#### WORK REQUEST
Where a line in the entries below contains the word "upstream", it counts; give the total by itself.

::::

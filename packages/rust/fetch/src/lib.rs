//! HTTP fetch client for upstream legislative sources.
//!
//! The harvest loop talks to the network only through the [`Fetcher`] trait,
//! so tests can substitute scripted responses. [`HttpFetcher`] is the
//! reqwest-backed implementation: one client, a fixed User-Agent, a
//! per-request timeout, and no retries.

use std::future::Future;
use std::time::Duration;

use legisharvest_shared::{HarvestError, Result};
use reqwest::Client;
use tracing::debug;
use url::Url;

/// Maximum number of redirects followed per request.
const MAX_REDIRECTS: usize = 5;

/// Default per-request timeout in seconds.
const DEFAULT_TIMEOUT_SECS: u64 = 30;

/// Fallback User-Agent when none is configured.
const DEFAULT_USER_AGENT: &str = concat!("legisharvest/", env!("CARGO_PKG_VERSION"));

// ---------------------------------------------------------------------------
// FetchResponse
// ---------------------------------------------------------------------------

/// Raw outcome of one GET request.
#[derive(Debug, Clone)]
pub struct FetchResponse {
    /// Final URL after redirects.
    pub url: Url,
    /// HTTP status code.
    pub status: u16,
    /// Response body decoded as text.
    pub body: String,
}

impl FetchResponse {
    /// Whether the status is 2xx.
    pub fn is_success(&self) -> bool {
        (200..300).contains(&self.status)
    }

    /// Turn a non-2xx response into a [`HarvestError::Network`].
    pub fn error_for_status(self) -> Result<Self> {
        if self.is_success() {
            Ok(self)
        } else {
            Err(HarvestError::Network(format!(
                "{}: HTTP {}",
                self.url, self.status
            )))
        }
    }
}

// ---------------------------------------------------------------------------
// Fetcher
// ---------------------------------------------------------------------------

/// Source of raw response bodies.
///
/// `Err` means the request never produced a response (DNS, connect, timeout,
/// body read). A response with a non-2xx status is still `Ok`; callers decide
/// whether to skip it.
pub trait Fetcher: Send + Sync {
    fn get(&self, url: &Url) -> impl Future<Output = Result<FetchResponse>> + Send;
}

/// Options for building an [`HttpFetcher`].
#[derive(Debug, Clone)]
pub struct FetchOptions {
    /// User-Agent header sent with every request.
    pub user_agent: String,
    /// Timeout for a whole request, in seconds.
    pub timeout_secs: u64,
}

impl Default for FetchOptions {
    fn default() -> Self {
        Self {
            user_agent: DEFAULT_USER_AGENT.to_string(),
            timeout_secs: DEFAULT_TIMEOUT_SECS,
        }
    }
}

/// reqwest-backed [`Fetcher`]. Cheap to share; holds one connection pool.
#[derive(Debug, Clone)]
pub struct HttpFetcher {
    client: Client,
}

impl HttpFetcher {
    /// Build a fetcher with the given identity and timeout.
    pub fn new(opts: &FetchOptions) -> Result<Self> {
        let client = Client::builder()
            .user_agent(opts.user_agent.as_str())
            .redirect(reqwest::redirect::Policy::limited(MAX_REDIRECTS))
            .timeout(Duration::from_secs(opts.timeout_secs))
            .build()
            .map_err(|e| HarvestError::Network(format!("failed to build HTTP client: {e}")))?;

        Ok(Self { client })
    }
}

impl Fetcher for HttpFetcher {
    async fn get(&self, url: &Url) -> Result<FetchResponse> {
        debug!(%url, "fetching");

        let response = self
            .client
            .get(url.as_str())
            .send()
            .await
            .map_err(|e| HarvestError::Network(format!("{url}: {e}")))?;

        let status = response.status().as_u16();
        let final_url = response.url().clone();

        let body = response
            .text()
            .await
            .map_err(|e| HarvestError::Network(format!("{url}: body read failed: {e}")))?;

        debug!(%url, status, len = body.len(), "fetched");

        Ok(FetchResponse {
            url: final_url,
            status,
            body,
        })
    }
}

#[cfg(test)]
mod tests {
    use super::*;
    use wiremock::matchers::{header, method, path};
    use wiremock::{Mock, MockServer, ResponseTemplate};

    fn fetcher() -> HttpFetcher {
        HttpFetcher::new(&FetchOptions {
            user_agent: "legisharvest-test".into(),
            timeout_secs: 5,
        })
        .unwrap()
    }

    #[test]
    fn success_range() {
        let url = Url::parse("https://www.govinfo.gov/").unwrap();
        let ok = FetchResponse {
            url: url.clone(),
            status: 204,
            body: String::new(),
        };
        assert!(ok.is_success());

        let missing = FetchResponse {
            url,
            status: 404,
            body: String::new(),
        };
        assert!(!missing.is_success());
        let err = missing.error_for_status().unwrap_err();
        assert!(err.to_string().contains("HTTP 404"));
    }

    #[tokio::test]
    async fn sends_user_agent_and_returns_body() {
        let server = MockServer::start().await;

        Mock::given(method("GET"))
            .and(path("/browse/committee"))
            .and(header("user-agent", "legisharvest-test"))
            .respond_with(ResponseTemplate::new(200).set_body_string("<html>catalog</html>"))
            .mount(&server)
            .await;

        let url = Url::parse(&format!("{}/browse/committee", server.uri())).unwrap();
        let response = fetcher().get(&url).await.unwrap();

        assert_eq!(response.status, 200);
        assert!(response.is_success());
        assert_eq!(response.body, "<html>catalog</html>");
    }

    #[tokio::test]
    async fn non_success_status_is_not_an_error() {
        let server = MockServer::start().await;

        Mock::given(method("GET"))
            .respond_with(ResponseTemplate::new(500).set_body_string("upstream down"))
            .mount(&server)
            .await;

        let url = Url::parse(&server.uri()).unwrap();
        let response = fetcher().get(&url).await.unwrap();

        assert_eq!(response.status, 500);
        assert!(!response.is_success());
    }

    #[tokio::test]
    async fn connection_failure_is_network_error() {
        // Bind and drop a listener to get a port nothing listens on.
        let port = {
            let listener = std::net::TcpListener::bind("127.0.0.1:0").unwrap();
            listener.local_addr().unwrap().port()
        };
        let url = Url::parse(&format!("http://127.0.0.1:{port}/")).unwrap();

        let err = fetcher().get(&url).await.unwrap_err();
        assert!(matches!(err, HarvestError::Network(_)));
    }
}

::::

#### SOLUTION
2